▶ **Task to carry out**
Could you find each line of the data below that contains the word "ScoutError" and copy those lines?

Provided records START

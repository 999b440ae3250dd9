//! # Loopback Sockets
//!
//! The real TCP and HTTP adapters driven by the engine against listeners on
//! 127.0.0.1.

#[cfg(test)]
mod tests {
    use std::net::{IpAddr, Ipv4Addr};
    use std::sync::Arc;
    use std::time::Duration;

    use tokio::io::{AsyncReadExt, AsyncWriteExt};
    use tokio::net::TcpListener;

    use scout_core::adapters::mocks::InMemoryModelStore;
    use scout_core::{
        BanditConfig, HttpThroughputConfig, HttpThroughputProbe, ProbeConfig, ProbeEngine,
        SharedModel, TcpConnectProbe,
    };

    const BODY_LEN: usize = 512 * 1024;

    /// Minimal HTTP server: answers every request with `BODY_LEN` zero bytes.
    async fn spawn_download_server() -> u16 {
        let listener = TcpListener::bind("127.0.0.1:0").await.unwrap();
        let port = listener.local_addr().unwrap().port();
        tokio::spawn(async move {
            loop {
                let Ok((mut socket, _)) = listener.accept().await else {
                    return;
                };
                tokio::spawn(async move {
                    let mut head = Vec::new();
                    let mut buf = [0u8; 1024];
                    while !head.windows(4).any(|w| w == b"\r\n\r\n") {
                        match socket.read(&mut buf).await {
                            Ok(0) | Err(_) => return,
                            Ok(n) => head.extend_from_slice(&buf[..n]),
                        }
                    }
                    let header = format!(
                        "HTTP/1.1 200 OK\r\nContent-Length: {BODY_LEN}\r\nConnection: close\r\n\r\n"
                    );
                    let _ = socket.write_all(header.as_bytes()).await;
                    let _ = socket.write_all(&vec![0u8; BODY_LEN]).await;
                    let _ = socket.shutdown().await;
                });
            }
        });
        port
    }

    #[tokio::test]
    async fn test_engine_over_real_sockets() {
        let probe_target = TcpListener::bind("127.0.0.1:0").await.unwrap();
        let probe_port = probe_target.local_addr().unwrap().port();
        let http_port = spawn_download_server().await;

        let reachable = IpAddr::V4(Ipv4Addr::LOCALHOST);
        let refused = IpAddr::V4(Ipv4Addr::new(127, 0, 0, 2));

        let config = ProbeConfig {
            port: probe_port,
            connect_timeout: Duration::from_secs(1),
            ..Default::default()
        };
        let throughput = HttpThroughputProbe::new(HttpThroughputConfig {
            host: "speed.test".to_string(),
            port: http_port,
            bytes: BODY_LEN as u64,
            ..Default::default()
        });
        let engine = ProbeEngine::new(config, Arc::new(TcpConnectProbe::new()), Arc::new(throughput));
        let store = Arc::new(InMemoryModelStore::new());
        let model = SharedModel::load(store.clone(), BanditConfig::default());

        let report = engine.run(vec![reachable, refused], &model).await.unwrap();

        assert_eq!(report.survivors.len(), 1);
        assert_eq!(report.survivors[0].address, reachable);
        assert_eq!(report.selected.len(), 1);
        assert!(report.selected[0].throughput_mbps > 0.1);
        assert_eq!(store.save_count(), 1);
        drop(probe_target);
    }
}
//! # Scout Runtime
//!
//! One full cycle: config, range lists, model load, candidate generation,
//! two-stage probing, model persist, outputs.

use std::path::{Path, PathBuf};
use std::sync::Arc;

use chrono::Local;
use rand::rngs::StdRng;
use rand::SeedableRng;
use tracing::{info, warn};

use scout_core::{
    CandidateGenerator, ConnectProbe, HttpThroughputProbe, JsonModelStore, ProbeEngine,
    ProbeReport, ProbeResult, ScoutError, SharedModel, TcpConnectProbe, ThroughputProbe,
};

use crate::config::ScoutConfig;
use crate::error::RuntimeError;
use crate::output::{append_results, write_results};
use crate::ranges::{prepare_ranges, Ipv6Mode};

/// Files kept in the work directory
#[derive(Debug, Clone, PartialEq, Eq)]
pub struct WorkPaths {
    pub config: PathBuf,
    pub model: PathBuf,
    pub trace: PathBuf,
    pub ipv4: PathBuf,
    pub ipv6: PathBuf,
    pub result: PathBuf,
}

impl WorkPaths {
    pub fn new(dir: &Path) -> Self {
        Self {
            config: dir.join("config.json"),
            model: dir.join("ucb_model.json"),
            trace: dir.join("trace.log"),
            ipv4: dir.join("ipv4.txt"),
            ipv6: dir.join("ipv6.txt"),
            result: dir.join("result.csv"),
        }
    }
}

/// Command-line choices
#[derive(Debug, Clone, Default)]
pub struct RuntimeOptions {
    /// Directory holding every input and output file
    pub work_dir: PathBuf,
    /// Rewrite a broken config with defaults
    pub fix_conf: bool,
    /// Explicit IPv6 mode, overriding `ipv6_enabled`
    pub ipv6: Option<Ipv6Mode>,
    /// Generator seed; entropy when absent
    pub seed: Option<u64>,
}

/// Runs one scouting cycle.
pub struct ScoutRuntime {
    options: RuntimeOptions,
    paths: WorkPaths,
    connect: Option<Arc<dyn ConnectProbe>>,
    throughput: Option<Arc<dyn ThroughputProbe>>,
}

impl ScoutRuntime {
    pub fn new(options: RuntimeOptions) -> Self {
        let paths = WorkPaths::new(&options.work_dir);
        Self {
            options,
            paths,
            connect: None,
            throughput: None,
        }
    }

    /// Use these probes instead of the TCP and HTTP adapters.
    pub fn with_probes(
        mut self,
        connect: Arc<dyn ConnectProbe>,
        throughput: Arc<dyn ThroughputProbe>,
    ) -> Self {
        self.connect = Some(connect);
        self.throughput = Some(throughput);
        self
    }

    pub fn paths(&self) -> &WorkPaths {
        &self.paths
    }

    /// Run the cycle.
    ///
    /// # Errors
    ///
    /// - Config file broken (and no repair requested)
    /// - No ranges for the selected families
    /// - Generation produced nothing
    pub async fn run(&self) -> Result<ProbeReport, RuntimeError> {
        info!("===========================================");
        info!("  Edge-Scout v{}", env!("CARGO_PKG_VERSION"));
        info!("  Work dir: {}", self.options.work_dir.display());
        info!("===========================================");

        let config = ScoutConfig::load_or_init(&self.paths.config, self.options.fix_conf)?;

        let mode = Ipv6Mode::resolve(self.options.ipv6, config.ipv6_enabled);
        let ranges = prepare_ranges(&self.paths.ipv4, &self.paths.ipv6, mode).await;
        if ranges.is_empty() {
            return Err(ScoutError::NoRanges.into());
        }

        let store = Arc::new(JsonModelStore::new(&self.paths.model));
        let model = SharedModel::load(store, config.bandit_config());

        let mut rng = match self.options.seed {
            Some(seed) => StdRng::seed_from_u64(seed),
            None => StdRng::from_entropy(),
        };
        let generator = CandidateGenerator::default();
        let candidates = model.with_model(|m| {
            generator.generate(&ranges.v4, &ranges.v6, config.test_count, m, &mut rng)
        });

        let engine = ProbeEngine::new(
            config.probe_config(),
            self.connect
                .clone()
                .unwrap_or_else(|| Arc::new(TcpConnectProbe::new())),
            self.throughput.clone().unwrap_or_else(|| {
                Arc::new(HttpThroughputProbe::new(config.throughput_config()))
            }),
        );
        let report = engine.run(candidates, &model).await?;

        self.publish(&report, config.min_speed_target);
        Ok(report)
    }

    /// Log the short list and write the output files (best-effort).
    fn publish(&self, report: &ProbeReport, target: f64) {
        info!(
            "[runtime] Probed {}, reachable {}, speed tested {}, selected {}",
            report.probed,
            report.survivors.len(),
            report.tested.len(),
            report.selected.len()
        );
        info!("[runtime] {}", "-".repeat(50));
        for row in &report.selected {
            info!("[runtime] {}", render_row(row, target));
        }

        if let Err(e) = append_results(&self.paths.trace, &report.selected, Local::now()) {
            warn!("[runtime] Failed to update trace log: {}", e);
        }
        match write_results(&self.paths.result, &report.selected) {
            Ok(()) => info!("[runtime] Results saved: {}", self.paths.result.display()),
            Err(e) => warn!("[runtime] Failed to write results: {}", e),
        }
    }
}

fn render_row(row: &ProbeResult, target: f64) -> String {
    let mark = if row.throughput_mbps >= target { '*' } else { ' ' };
    format!(
        "{} {:<39} | {:>7.2} ms | {:>6.2} MB/s",
        mark,
        row.address.to_string(),
        row.latency_ms,
        row.throughput_mbps
    )
}
//! JSON file model store.

use std::fs;
use std::io::{ErrorKind, Write};
use std::path::{Path, PathBuf};

use crate::domain::{ModelSnapshot, StoreError};
use crate::ports::ModelStore;

/// Stores the model as pretty-printed JSON.
///
/// Writes go to a sibling temp file which is synced and then renamed over
/// the target.
#[derive(Debug, Clone)]
pub struct JsonModelStore {
    path: PathBuf,
}

impl JsonModelStore {
    pub fn new<P: AsRef<Path>>(path: P) -> Self {
        Self {
            path: path.as_ref().to_path_buf(),
        }
    }

    pub fn path(&self) -> &Path {
        &self.path
    }

    fn io_error(&self, e: std::io::Error) -> StoreError {
        StoreError::Io {
            path: self.path.display().to_string(),
            message: e.to_string(),
        }
    }
}

impl ModelStore for JsonModelStore {
    fn load(&self) -> Result<Option<ModelSnapshot>, StoreError> {
        let text = match fs::read_to_string(&self.path) {
            Ok(text) => text,
            Err(e) if e.kind() == ErrorKind::NotFound => return Ok(None),
            Err(e) => return Err(self.io_error(e)),
        };
        serde_json::from_str(&text)
            .map(Some)
            .map_err(|e| StoreError::Corrupt(e.to_string()))
    }

    fn save(&self, snapshot: &ModelSnapshot) -> Result<(), StoreError> {
        let bytes =
            serde_json::to_vec_pretty(snapshot).map_err(|e| StoreError::Corrupt(e.to_string()))?;

        if let Some(parent) = self.path.parent() {
            if !parent.as_os_str().is_empty() {
                fs::create_dir_all(parent).map_err(|e| self.io_error(e))?;
            }
        }

        let temp_path = self.path.with_extension("tmp");
        let mut file = fs::File::create(&temp_path).map_err(|e| self.io_error(e))?;
        file.write_all(&bytes).map_err(|e| self.io_error(e))?;
        file.sync_all().map_err(|e| self.io_error(e))?;
        drop(file);

        fs::rename(&temp_path, &self.path).map_err(|e| self.io_error(e))
    }
}
//! # Scouting Service
//!
//! Wires the domain to the ports:
//!
//! - [`SharedModel`]: the bandit model behind one lock plus its store; every
//!   mutation from concurrent probe workers goes through it.
//! - [`ProbeEngine`]: Stage 1 connect probes, join barrier, Stage 2
//!   throughput probes, final selection, one decay-and-persist.

mod engine;
mod shared_model;

pub use engine::{ProbeEngine, ProbeReport};
pub use shared_model::SharedModel;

Provided records END

▶ **Answer space**
    ProbeReport, ProbeResult, ScoutError, SharedModel, TcpConnectProbe, ThroughputProbe,
            return Err(ScoutError::NoRanges.into());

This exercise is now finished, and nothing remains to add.